━━━━━ RECORD EXTRACTS ━━━━━
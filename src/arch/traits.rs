//! Hardware seams
//!
//! Everything the runtime needs from the machine goes through these traits:
//! system registers, memory-mapped registers, the generic counter, PSCI
//! CPU_ON and the exception trampoline. The bare-metal implementation lives
//! in `arch::aarch64`; host tests provide fakes.

use crate::arch::aarch64::sysreg::PhysReg;
use crate::coordinator::Job;
use crate::error::AvsError;
use crate::status::AvsStatus;

/// Raw system register access. `None`/`false` means the implementation has
/// no accessor for that register in that direction.
pub trait SysRegAccess {
    fn read_sysreg(&self, reg: PhysReg) -> Option<u64>;
    fn write_sysreg(&self, reg: PhysReg, value: u64) -> bool;
}

/// Memory-mapped register access (GIC, ECAM, watchdog frames).
pub trait Mmio {
    fn read32(&self, addr: u64) -> u32;
    fn write32(&self, addr: u64, value: u32);

    fn read64(&self, addr: u64) -> u64 {
        u64::from(self.read32(addr)) | (u64::from(self.read32(addr + 4)) << 32)
    }

    fn write64(&self, addr: u64, value: u64) {
        self.write32(addr, value as u32);
        self.write32(addr + 4, (value >> 32) as u32);
    }
}

/// System counter used for every timeout in the suite.
pub trait Clock {
    fn counter(&self) -> u64;
    fn frequency(&self) -> u64;

    /// Counter ticks in `ms` milliseconds, never zero.
    fn ticks_for_ms(&self, ms: u64) -> u64 {
        (self.frequency().saturating_mul(ms) / 1000).max(1)
    }
}

/// Powers up a secondary PE and has it execute a job.
///
/// `launch` answers [`AvsError::PeBusy`] while the PE is still on from an
/// earlier job; the coordinator retries those until the wake-up timeout.
pub trait PeLauncher {
    fn launch(&self, mpidr: u64, job: Job<'_>) -> Result<(), AvsError>;

    /// Withdraws the job handed to PE `index` if the PE has not taken it
    /// yet. Returns whether a job was withdrawn.
    fn revoke(&self, _index: usize) -> bool {
        false
    }

    /// Number of secondaries still inside a job.
    fn busy(&self) -> usize {
        0
    }
}

/// Synchronous exception or SError taken while a guarded body ran.
#[derive(Clone, Copy, Debug, Default, PartialEq, Eq)]
pub struct Fault {
    pub vector: u64,
    pub esr: u64,
    pub far: u64,
    pub elr: u64,
}

/// Runs a body with the default exception handler armed. A fault unwinds
/// straight back here and is returned instead of the body's verdict.
pub trait FaultBoundary {
    fn guarded(&self, body: &mut dyn FnMut() -> AvsStatus) -> Result<AvsStatus, Fault>;
}

/// Everything the suite needs from one machine.
pub trait Hardware: SysRegAccess + Mmio + Clock + PeLauncher + FaultBoundary + Sync {}

impl<T> Hardware for T where T: SysRegAccess + Mmio + Clock + PeLauncher + FaultBoundary + Sync {}
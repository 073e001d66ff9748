mod common;

use common::{config, Arena, FakeHw, TestProbe};
use sbsa_acs::config::SkipList;
use sbsa_acs::coordinator::PeEnv;
use sbsa_acs::info::InfoTables;
use sbsa_acs::status::{AvsStatus, StatusRegistry, TestState, REASON_BAD_REGISTER};
use sbsa_acs::suite::{Runtime, SuiteContext, SuiteCounters};
use sbsa_acs::sysreg::RegId;
use sbsa_acs::test_case::{self, TestCase};

const RAN: u64 = 0x5A5A;

fn passes(env: &PeEnv<'_>) {
    env.set_test_data(RAN, env.test_num.into());
    env.pass(1);
}

fn fails(env: &PeEnv<'_>) {
    env.fail(7);
}

fn stays_silent(_env: &PeEnv<'_>) {}

fn bad_register_then_pass(env: &PeEnv<'_>) {
    env.reg_read(RegId::PmsidrEl1);
    env.pass(1);
}

fn platform(hw: &FakeHw, arena: &mut Arena, num_pe: usize) -> InfoTables {
    let mut tables = arena.tables();
    tables.create_all(&TestProbe::sbsa(num_pe), hw).unwrap();
    tables
}

fn counters(total: u32, passed: u32, failed: u32) -> SuiteCounters {
    SuiteCounters {
        total,
        passed,
        failed,
    }
}

#[test]
fn passing_and_failing_tests_are_counted() {
    let hw = FakeHw::new();
    let mut arena = Arena::new(0x10_0000);
    let tables = platform(&hw, &mut arena, 3);
    let registry = StatusRegistry::new();
    let config = config(4);
    let mut ctx = SuiteContext::new(Runtime {
        config: &config,
        tables: &tables,
        registry: &registry,
        hw: &hw,
    });

    let ok = TestCase::new(1, "passes on all PEs", "R_OK", passes).on_all_pes();
    let bad = TestCase::new(2, "fails", "R_BAD", fails);
    assert_eq!(test_case::execute(&mut ctx, &ok, 3), AvsStatus::Pass);
    for pe in 0..3 {
        assert_eq!(registry.get_test_data(pe), Some((RAN, 1)));
    }
    assert_eq!(test_case::execute(&mut ctx, &bad, 3), AvsStatus::Fail);
    assert_eq!(registry.get_status(0).reason(), 7);
    assert_eq!(ctx.counters, counters(2, 1, 1));
    assert_eq!(ctx.counters.skipped(), 0);
}

#[test]
fn skip_list_skips_tests_and_modules() {
    let hw = FakeHw::new();
    let mut arena = Arena::new(0x10_0000);
    let tables = platform(&hw, &mut arena, 2);
    let registry = StatusRegistry::new();
    let mut config = config(4);
    config.skip = SkipList::from_ids(&[3, 1100]);
    let mut ctx = SuiteContext::new(Runtime {
        config: &config,
        tables: &tables,
        registry: &registry,
        hw: &hw,
    });

    let listed = TestCase::new(3, "listed", "R_3", passes).on_all_pes();
    assert_eq!(test_case::execute(&mut ctx, &listed, 2), AvsStatus::Skip);
    for pe in 0..2 {
        assert_eq!(registry.get_status(pe).state(), Some(TestState::Skip));
        assert_eq!(registry.get_test_data(pe), Some((0, 0)));
    }

    let in_listed_module = TestCase::new(1101, "memory", "R_1101", passes);
    assert_eq!(test_case::execute(&mut ctx, &in_listed_module, 2), AvsStatus::Skip);

    let other = TestCase::new(4, "not listed", "R_4", passes);
    assert_eq!(test_case::execute(&mut ctx, &other, 2), AvsStatus::Pass);

    assert_eq!(ctx.counters, counters(3, 1, 0));
    assert_eq!(ctx.counters.skipped(), 2);
}

#[test]
fn single_test_selection() {
    let hw = FakeHw::new();
    let mut arena = Arena::new(0x10_0000);
    let tables = platform(&hw, &mut arena, 1);
    let registry = StatusRegistry::new();
    let mut config = config(4);
    config.single_test = Some(2);
    let mut ctx = SuiteContext::new(Runtime {
        config: &config,
        tables: &tables,
        registry: &registry,
        hw: &hw,
    });

    let first = TestCase::new(1, "first", "R_1", fails);
    let second = TestCase::new(2, "second", "R_2", passes);
    assert_eq!(test_case::execute(&mut ctx, &first, 1), AvsStatus::Skip);
    assert_eq!(test_case::execute(&mut ctx, &second, 1), AvsStatus::Pass);
}

#[test]
fn malformed_tests_are_errors() {
    let hw = FakeHw::new();
    let mut arena = Arena::new(0x10_0000);
    let tables = platform(&hw, &mut arena, 1);
    let registry = StatusRegistry::new();
    let config = config(4);
    let mut ctx = SuiteContext::new(Runtime {
        config: &config,
        tables: &tables,
        registry: &registry,
        hw: &hw,
    });

    let no_rule = TestCase::new(5, "no rule", "", passes);
    let too_big = TestCase::new(0x1000, "wide", "R_W", passes);
    assert_eq!(test_case::execute(&mut ctx, &no_rule, 1), AvsStatus::Error);
    assert_eq!(test_case::execute(&mut ctx, &too_big, 1), AvsStatus::Error);
    assert_eq!(registry.get_test_data(0), Some((0, 0)));
    assert_eq!(ctx.counters, counters(2, 0, 2));
}

#[test]
fn a_pe_left_pending_fails_the_test() {
    let hw = FakeHw::new();
    let mut arena = Arena::new(0x10_0000);
    let tables = platform(&hw, &mut arena, 2);
    let registry = StatusRegistry::new();
    let config = config(4);
    let mut ctx = SuiteContext::new(Runtime {
        config: &config,
        tables: &tables,
        registry: &registry,
        hw: &hw,
    });

    let silent = TestCase::new(6, "silent", "R_6", stays_silent);
    assert_eq!(test_case::execute(&mut ctx, &silent, 2), AvsStatus::Fail);
    assert!(registry.get_status(0).is_pending());
}

#[test]
fn register_failure_outlives_the_payload_verdict() {
    let hw = FakeHw::new();
    let mut arena = Arena::new(0x10_0000);
    let tables = platform(&hw, &mut arena, 2);
    let registry = StatusRegistry::new();
    let config = config(4);
    let mut ctx = SuiteContext::new(Runtime {
        config: &config,
        tables: &tables,
        registry: &registry,
        hw: &hw,
    });

    let case = TestCase::new(7, "spe id", "R_7", bad_register_then_pass).on_all_pes();
    assert_eq!(test_case::execute(&mut ctx, &case, 2), AvsStatus::Fail);
    for pe in 0..2 {
        assert_eq!(registry.get_status(pe).reason(), REASON_BAD_REGISTER);
    }
}
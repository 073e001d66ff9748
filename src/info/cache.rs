//! Cache hierarchy table (PPTT cache nodes)

use super::{InfoTable, TableWriter};

#[repr(u32)]
#[derive(Clone, Copy, Debug, PartialEq, Eq)]
pub enum CacheType {
    Data,
    Instruction,
    Unified,
}

/// No next level.
pub const CACHE_LAST_LEVEL: u32 = u32::MAX;

#[repr(C)]
#[derive(Clone, Copy, Debug, PartialEq, Eq)]
pub struct CacheEntry {
    pub cache_id: u32,
    pub cache_type: CacheType,
    pub size: u32,
    /// Index of the next level cache entry, or `CACHE_LAST_LEVEL`.
    pub next_level: u32,
    pub private: bool,
}

pub type CacheTable = InfoTable<(), CacheEntry>;
pub type CacheWriter<'a> = TableWriter<'a, (), CacheEntry>;

impl CacheTable {
    pub fn by_id(&self, cache_id: u32) -> Option<&CacheEntry> {
        self.entries().iter().find(|cache| cache.cache_id == cache_id)
    }

    /// Follows the next-level links from entry `index` to the last level.
    pub fn last_level(&self, index: usize) -> Option<&CacheEntry> {
        let mut cache = self.get(index)?;
        // Bounded walk; a malformed chain must not spin forever.
        for _ in 0..self.len() {
            if cache.next_level == CACHE_LAST_LEVEL {
                return Some(cache);
            }
            cache = self.get(cache.next_level as usize)?;
        }
        None
    }
}
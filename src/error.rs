//! Error type shared by table creation, probing and the register decoders.

use core::fmt;

use crate::info::TableKind;
use crate::sysreg::RegId;

#[derive(Clone, Copy, Debug, PartialEq, Eq)]
pub enum AvsError {
    /// The table arena has no room left for a table block.
    OutOfMemory { table: TableKind, bytes: u64 },
    /// A probe tried to add more entries than the platform limit.
    TableFull { table: TableKind, capacity: usize },
    /// A probe gave up, or produced content the suite cannot run with.
    Probe { table: TableKind, reason: &'static str },
    /// Current exception level is neither EL1 nor EL2.
    UnsupportedEl(u8),
    /// Translation granule field holds a reserved encoding.
    ReservedGranule(u8),
    /// TTBR1 fields requested at EL2 without HCR_EL2.E2H.
    Ttbr1Unsupported,
    TtbrUnavailable { ttbr1: bool },
    /// Register id is unknown or not accessible in that direction.
    RegisterAccess(RegId),
    /// Raw register id does not name any register.
    UnknownRegister(u32),
    InvalidPeIndex(usize),
    /// PSCI refused to power on a PE.
    LaunchFailed { index: usize, code: i32 },
    /// The PE is still on, or already powering on, from an earlier job.
    PeBusy { index: usize, code: i32 },
    /// No ECAM window covers the segment/bus of a BDF.
    NoEcam(u32),
    NoGicDistributor,
    /// Extended SPI range is not supported by the interrupt helpers.
    UnsupportedIntId(u32),
}

impl fmt::Display for AvsError {
    fn fmt(&self, f: &mut fmt::Formatter<'_>) -> fmt::Result {
        match self {
            Self::OutOfMemory { table, bytes } => {
                write!(f, "{table:?} table: arena exhausted ({bytes:#x} bytes)")
            }
            Self::TableFull { table, capacity } => {
                write!(f, "{table:?} table: more than {capacity} entries")
            }
            Self::Probe { table, reason } => write!(f, "{table:?} table: {reason}"),
            Self::UnsupportedEl(el) => write!(f, "unsupported exception level EL{el}"),
            Self::ReservedGranule(tg) => write!(f, "reserved translation granule {tg:#x}"),
            Self::Ttbr1Unsupported => f.write_str("TTBR1 not available at EL2 without E2H"),
            Self::TtbrUnavailable { ttbr1 } => write!(f, "TTBR{} not readable", u8::from(*ttbr1)),
            Self::RegisterAccess(id) => write!(f, "register {id:?} not accessible"),
            Self::UnknownRegister(raw) => write!(f, "unknown register id {raw:#x}"),
            Self::InvalidPeIndex(index) => write!(f, "invalid PE index {index}"),
            Self::LaunchFailed { index, code } => {
                write!(f, "PE {index} failed to power on (PSCI {code})")
            }
            Self::PeBusy { index, code } => write!(f, "PE {index} still on (PSCI {code})"),
            Self::NoEcam(bdf) => write!(f, "no ECAM region for BDF {bdf:#x}"),
            Self::NoGicDistributor => f.write_str("no GIC distributor described"),
            Self::UnsupportedIntId(id) => write!(f, "interrupt id {id} not supported"),
        }
    }
}
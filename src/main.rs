#![cfg_attr(all(target_arch = "aarch64", target_os = "none"), no_std)]
#![cfg_attr(all(target_arch = "aarch64", target_os = "none"), no_main)]

#[cfg(all(target_arch = "aarch64", target_os = "none"))]
mod boot {
    use core::panic::PanicInfo;

    use sbsa_acs::arch::aarch64::psci;
    use sbsa_acs::arch::aarch64::BareMetal;
    use sbsa_acs::info::InfoTables;
    use sbsa_acs::mm::BumpAllocator;
    use sbsa_acs::probe::{OverrideProbe, PlatformProbe};
    use sbsa_acs::{logger, platform, println, run_suite, StatusRegistry, SuiteConfig};

    static REGISTRY: StatusRegistry = StatusRegistry::new();

    const BOOT_STACK_SIZE: usize = 64 * 1024;

    #[repr(C, align(16))]
    struct BootStack(core::cell::UnsafeCell<[u8; BOOT_STACK_SIZE]>);

    // Only touched through sp by the boot PE.
    unsafe impl Sync for BootStack {}

    #[no_mangle]
    static ACS_BOOT_STACK: BootStack = BootStack(core::cell::UnsafeCell::new([0; BOOT_STACK_SIZE]));

    // The affinity test in `_start` is Aff3 | Aff2..Aff0.
    const _: () = assert!(sbsa_acs::arch::aarch64::defs::MPIDR_AFFINITY_MASK == 0xFF_00FF_FFFF);

    // Only the PE with affinity 0.0.0.0 runs the suite, whatever firmware
    // released into the image; the others wait for CPU_ON.
    core::arch::global_asm!(
        r#"
.section .text.boot
.global _start
_start:
    // x0: device tree
    mrs     x1, mpidr_el1
    ubfx    x2, x1, #32, #8     // Aff3
    and     x1, x1, #0xffffff   // Aff2..Aff0
    orr     x1, x1, x2
    cbnz    x1, 2f
    adrp    x1, ACS_BOOT_STACK
    add     x1, x1, :lo12:ACS_BOOT_STACK
    mov     x2, #0x10000        // BOOT_STACK_SIZE
    add     sp, x1, x2
    bl      rust_main
2:  wfe
    b       2b
"#
    );

    fn run(probe: &dyn PlatformProbe) -> ! {
        let config = SuiteConfig::from_platform().normalized();

        // SAFETY: the arena region is reserved for the info tables and
        // nothing else maps it.
        let arena = unsafe {
            BumpAllocator::new(platform::TABLE_ARENA_BASE, platform::TABLE_ARENA_SIZE)
        };
        let mut tables = InfoTables::new(arena, platform::LIMITS);
        let report = run_suite(&config, &BareMetal, probe, &mut tables, &REGISTRY);

        println!("\n      Exit code {}", report.exit_code());
        psci::system_off()
    }

    /// Rust entry point called from the startup code, device tree in x0.
    #[no_mangle]
    pub extern "C" fn rust_main(dtb_addr: u64) -> ! {
        logger::init(SuiteConfig::from_platform().normalized().print_level());

        #[cfg(feature = "fdt-probe")]
        {
            use sbsa_acs::probe::FdtProbe;
            // SAFETY: firmware leaves the blob in place for the whole run.
            if let Some(fdt) = unsafe { FdtProbe::from_addr(dtb_addr as usize) } {
                run(&fdt);
            }
            log::warn!("no device tree at {:#x}, using the built-in platform description", dtb_addr);
        }
        #[cfg(not(feature = "fdt-probe"))]
        let _ = dtb_addr;

        run(&OverrideProbe)
    }

    #[panic_handler]
    fn panic(info: &PanicInfo) -> ! {
        sbsa_acs::uart::write_fmt_nowait(format_args!("\n!!! PANIC !!!\n{}\n", info));
        loop {
            // SAFETY: wfe only idles the PE.
            unsafe { core::arch::asm!("wfe") };
        }
    }
}

#[cfg(not(all(target_arch = "aarch64", target_os = "none")))]
fn main() {
    eprintln!("sbsa-acs runs on bare-metal aarch64 only");
}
━━━━━
Search the entries for the word "Option". Copy each line where it appears.

    fn read_sysreg(&self, reg: PhysReg) -> Option<u64>;
    pub fn by_id(&self, cache_id: u32) -> Option<&CacheEntry> {
    pub fn last_level(&self, index: usize) -> Option<&CacheEntry> {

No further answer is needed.